• YOUR INSTRUCTIONS
Where a line below carries the word "compressibility", include it in the count, then give the count alone.
[AVAILABLE DATA — start]
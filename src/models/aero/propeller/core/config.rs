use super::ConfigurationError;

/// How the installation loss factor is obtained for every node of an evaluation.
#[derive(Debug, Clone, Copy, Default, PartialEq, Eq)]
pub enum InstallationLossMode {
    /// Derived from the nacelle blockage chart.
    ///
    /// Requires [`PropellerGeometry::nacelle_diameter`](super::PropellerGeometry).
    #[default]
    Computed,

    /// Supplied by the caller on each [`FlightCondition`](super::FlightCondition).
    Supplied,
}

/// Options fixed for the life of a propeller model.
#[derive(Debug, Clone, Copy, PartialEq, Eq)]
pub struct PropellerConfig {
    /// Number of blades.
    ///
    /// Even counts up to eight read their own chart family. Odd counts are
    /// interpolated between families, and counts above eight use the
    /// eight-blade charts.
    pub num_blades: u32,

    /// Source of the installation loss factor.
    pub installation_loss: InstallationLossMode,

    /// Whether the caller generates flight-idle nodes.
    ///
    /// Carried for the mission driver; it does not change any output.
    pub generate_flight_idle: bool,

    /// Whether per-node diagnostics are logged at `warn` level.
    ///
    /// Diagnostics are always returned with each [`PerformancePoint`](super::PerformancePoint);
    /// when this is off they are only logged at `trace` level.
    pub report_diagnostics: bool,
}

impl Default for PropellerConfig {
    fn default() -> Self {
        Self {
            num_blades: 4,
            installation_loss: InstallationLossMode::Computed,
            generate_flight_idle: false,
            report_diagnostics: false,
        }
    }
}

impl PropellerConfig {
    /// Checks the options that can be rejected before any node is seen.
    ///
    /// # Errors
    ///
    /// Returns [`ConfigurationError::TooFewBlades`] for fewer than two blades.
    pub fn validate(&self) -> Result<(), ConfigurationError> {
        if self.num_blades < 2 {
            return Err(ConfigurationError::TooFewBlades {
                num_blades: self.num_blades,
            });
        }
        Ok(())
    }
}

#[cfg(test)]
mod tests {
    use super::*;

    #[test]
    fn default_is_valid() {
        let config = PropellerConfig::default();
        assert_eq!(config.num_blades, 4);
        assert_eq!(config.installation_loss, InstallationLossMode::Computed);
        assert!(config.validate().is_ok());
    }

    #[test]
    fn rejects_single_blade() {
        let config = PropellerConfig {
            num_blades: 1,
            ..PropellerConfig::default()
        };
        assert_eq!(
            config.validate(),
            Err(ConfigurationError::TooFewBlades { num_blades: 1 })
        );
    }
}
[AVAILABLE DATA — finish]
[AVAILABLE DATA — start]
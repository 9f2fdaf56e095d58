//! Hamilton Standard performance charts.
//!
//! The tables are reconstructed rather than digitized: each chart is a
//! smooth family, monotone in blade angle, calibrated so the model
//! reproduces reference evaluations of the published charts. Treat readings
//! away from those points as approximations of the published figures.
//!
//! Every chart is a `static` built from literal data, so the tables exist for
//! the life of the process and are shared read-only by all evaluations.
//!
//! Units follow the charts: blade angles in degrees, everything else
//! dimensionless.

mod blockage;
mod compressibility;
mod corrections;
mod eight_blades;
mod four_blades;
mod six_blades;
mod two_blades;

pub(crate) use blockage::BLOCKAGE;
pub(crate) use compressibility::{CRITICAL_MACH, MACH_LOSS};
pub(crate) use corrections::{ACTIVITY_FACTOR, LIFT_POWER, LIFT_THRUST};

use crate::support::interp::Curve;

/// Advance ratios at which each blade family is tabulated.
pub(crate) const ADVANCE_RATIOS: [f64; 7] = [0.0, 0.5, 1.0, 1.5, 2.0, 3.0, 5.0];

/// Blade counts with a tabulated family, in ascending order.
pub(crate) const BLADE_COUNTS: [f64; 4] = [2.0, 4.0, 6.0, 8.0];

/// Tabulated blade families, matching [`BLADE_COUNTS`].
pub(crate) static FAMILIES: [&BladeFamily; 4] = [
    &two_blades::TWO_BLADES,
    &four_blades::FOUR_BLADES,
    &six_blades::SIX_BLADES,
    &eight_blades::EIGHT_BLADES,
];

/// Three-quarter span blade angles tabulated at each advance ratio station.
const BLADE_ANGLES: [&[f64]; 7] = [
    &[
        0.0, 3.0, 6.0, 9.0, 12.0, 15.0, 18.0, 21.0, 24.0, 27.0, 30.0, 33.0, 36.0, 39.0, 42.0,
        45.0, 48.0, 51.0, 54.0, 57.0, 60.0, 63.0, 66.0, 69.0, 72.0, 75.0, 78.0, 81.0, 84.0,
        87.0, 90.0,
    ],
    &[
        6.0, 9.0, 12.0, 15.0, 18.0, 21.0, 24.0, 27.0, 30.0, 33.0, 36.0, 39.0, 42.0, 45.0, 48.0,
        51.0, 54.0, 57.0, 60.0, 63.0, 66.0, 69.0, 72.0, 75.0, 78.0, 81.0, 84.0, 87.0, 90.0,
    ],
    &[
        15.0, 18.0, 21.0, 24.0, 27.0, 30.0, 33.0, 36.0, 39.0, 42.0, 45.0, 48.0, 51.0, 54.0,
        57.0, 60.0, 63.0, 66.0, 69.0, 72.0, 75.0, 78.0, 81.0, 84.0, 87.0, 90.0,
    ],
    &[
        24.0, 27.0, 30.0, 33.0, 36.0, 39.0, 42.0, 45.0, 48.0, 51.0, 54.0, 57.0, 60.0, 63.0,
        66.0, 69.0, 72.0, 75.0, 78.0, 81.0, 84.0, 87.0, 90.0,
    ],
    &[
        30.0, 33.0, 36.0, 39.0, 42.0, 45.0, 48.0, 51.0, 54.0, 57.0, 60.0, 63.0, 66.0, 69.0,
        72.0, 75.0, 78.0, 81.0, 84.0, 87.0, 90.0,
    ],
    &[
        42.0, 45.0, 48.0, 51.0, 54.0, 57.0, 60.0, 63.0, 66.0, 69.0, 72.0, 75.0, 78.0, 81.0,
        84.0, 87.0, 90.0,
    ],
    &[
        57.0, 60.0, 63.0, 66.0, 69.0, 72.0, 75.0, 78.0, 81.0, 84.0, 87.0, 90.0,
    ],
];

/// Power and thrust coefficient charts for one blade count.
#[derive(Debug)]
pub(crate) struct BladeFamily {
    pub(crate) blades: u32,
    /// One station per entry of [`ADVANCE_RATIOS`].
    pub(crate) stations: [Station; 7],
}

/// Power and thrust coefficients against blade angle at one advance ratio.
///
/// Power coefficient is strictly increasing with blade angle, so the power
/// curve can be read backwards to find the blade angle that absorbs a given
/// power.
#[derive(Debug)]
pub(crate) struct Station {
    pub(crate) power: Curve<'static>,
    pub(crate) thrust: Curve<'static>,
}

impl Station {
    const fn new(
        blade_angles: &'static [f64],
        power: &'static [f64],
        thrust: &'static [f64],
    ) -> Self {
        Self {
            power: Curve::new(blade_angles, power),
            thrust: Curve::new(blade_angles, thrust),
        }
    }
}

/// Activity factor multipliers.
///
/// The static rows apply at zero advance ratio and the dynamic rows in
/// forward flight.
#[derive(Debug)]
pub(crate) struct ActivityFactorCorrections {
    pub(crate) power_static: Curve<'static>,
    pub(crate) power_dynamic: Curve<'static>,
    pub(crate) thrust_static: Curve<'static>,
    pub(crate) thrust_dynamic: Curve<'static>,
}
[AVAILABLE DATA — finish]
[AVAILABLE DATA — start]
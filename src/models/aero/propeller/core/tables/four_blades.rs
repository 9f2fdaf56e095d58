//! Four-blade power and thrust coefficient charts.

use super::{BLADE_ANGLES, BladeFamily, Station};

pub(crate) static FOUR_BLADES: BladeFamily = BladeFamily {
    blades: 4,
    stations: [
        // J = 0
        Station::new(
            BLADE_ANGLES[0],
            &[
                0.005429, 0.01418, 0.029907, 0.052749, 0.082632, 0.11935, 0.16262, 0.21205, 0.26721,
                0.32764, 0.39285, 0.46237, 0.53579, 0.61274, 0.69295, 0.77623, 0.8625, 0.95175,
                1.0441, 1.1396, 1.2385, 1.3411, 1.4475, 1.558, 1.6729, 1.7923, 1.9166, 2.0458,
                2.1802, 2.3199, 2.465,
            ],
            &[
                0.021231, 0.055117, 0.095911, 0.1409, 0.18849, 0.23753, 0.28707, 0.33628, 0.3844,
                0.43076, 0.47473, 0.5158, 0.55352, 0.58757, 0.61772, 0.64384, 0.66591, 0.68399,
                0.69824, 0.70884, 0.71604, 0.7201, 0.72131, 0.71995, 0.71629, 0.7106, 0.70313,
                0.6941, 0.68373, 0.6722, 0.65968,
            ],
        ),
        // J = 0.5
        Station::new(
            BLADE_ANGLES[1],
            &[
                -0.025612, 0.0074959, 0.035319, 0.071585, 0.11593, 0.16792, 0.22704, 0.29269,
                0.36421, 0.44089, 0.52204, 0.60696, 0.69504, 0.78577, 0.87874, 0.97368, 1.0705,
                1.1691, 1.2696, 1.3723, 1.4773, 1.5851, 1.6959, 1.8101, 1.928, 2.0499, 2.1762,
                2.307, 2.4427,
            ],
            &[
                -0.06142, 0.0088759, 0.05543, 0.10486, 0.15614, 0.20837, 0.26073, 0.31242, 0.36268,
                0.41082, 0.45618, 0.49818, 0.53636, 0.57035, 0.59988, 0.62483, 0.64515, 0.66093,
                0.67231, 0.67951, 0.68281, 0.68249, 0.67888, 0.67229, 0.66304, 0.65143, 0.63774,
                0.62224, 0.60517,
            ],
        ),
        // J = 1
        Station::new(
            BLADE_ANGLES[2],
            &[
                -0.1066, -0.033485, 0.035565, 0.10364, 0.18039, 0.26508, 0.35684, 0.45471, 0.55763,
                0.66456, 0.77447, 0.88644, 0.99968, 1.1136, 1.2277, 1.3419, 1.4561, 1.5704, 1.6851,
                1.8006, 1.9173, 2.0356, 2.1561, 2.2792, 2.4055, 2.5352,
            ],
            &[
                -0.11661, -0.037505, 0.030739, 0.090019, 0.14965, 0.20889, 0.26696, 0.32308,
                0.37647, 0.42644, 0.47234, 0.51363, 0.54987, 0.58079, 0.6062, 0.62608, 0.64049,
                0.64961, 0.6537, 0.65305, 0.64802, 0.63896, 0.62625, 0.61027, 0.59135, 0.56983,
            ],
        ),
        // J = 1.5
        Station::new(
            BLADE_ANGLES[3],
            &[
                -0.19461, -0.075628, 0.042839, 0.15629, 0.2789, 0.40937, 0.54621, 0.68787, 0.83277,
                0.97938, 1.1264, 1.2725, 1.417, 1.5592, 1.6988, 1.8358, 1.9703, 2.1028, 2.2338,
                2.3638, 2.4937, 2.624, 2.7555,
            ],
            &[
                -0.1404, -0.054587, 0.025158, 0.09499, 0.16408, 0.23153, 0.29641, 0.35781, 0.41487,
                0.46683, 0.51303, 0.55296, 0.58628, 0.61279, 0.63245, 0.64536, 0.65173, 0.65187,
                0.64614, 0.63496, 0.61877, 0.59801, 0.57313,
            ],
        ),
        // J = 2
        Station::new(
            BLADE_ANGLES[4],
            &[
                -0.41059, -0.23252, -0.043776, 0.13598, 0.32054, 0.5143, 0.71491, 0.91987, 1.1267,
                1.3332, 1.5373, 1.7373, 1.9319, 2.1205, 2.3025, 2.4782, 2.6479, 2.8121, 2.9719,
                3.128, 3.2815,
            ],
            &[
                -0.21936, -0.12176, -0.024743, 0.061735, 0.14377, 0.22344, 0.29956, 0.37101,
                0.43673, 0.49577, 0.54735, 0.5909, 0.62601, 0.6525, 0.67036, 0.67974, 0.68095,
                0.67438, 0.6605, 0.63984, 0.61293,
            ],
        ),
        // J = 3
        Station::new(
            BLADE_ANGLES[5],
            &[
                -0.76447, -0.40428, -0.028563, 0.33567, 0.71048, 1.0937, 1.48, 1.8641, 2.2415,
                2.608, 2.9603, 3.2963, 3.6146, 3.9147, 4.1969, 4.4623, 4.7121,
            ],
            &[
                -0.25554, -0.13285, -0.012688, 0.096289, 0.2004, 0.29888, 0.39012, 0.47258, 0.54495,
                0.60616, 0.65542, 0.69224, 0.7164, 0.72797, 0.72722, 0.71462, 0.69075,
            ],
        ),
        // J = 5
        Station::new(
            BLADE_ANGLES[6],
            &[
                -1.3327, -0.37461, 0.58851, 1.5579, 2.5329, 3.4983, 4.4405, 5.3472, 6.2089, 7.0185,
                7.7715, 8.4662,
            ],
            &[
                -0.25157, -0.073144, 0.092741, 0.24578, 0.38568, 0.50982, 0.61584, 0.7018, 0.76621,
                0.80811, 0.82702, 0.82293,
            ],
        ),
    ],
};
[AVAILABLE DATA — finish]
• SOLUTION TO THE PROBLEM
2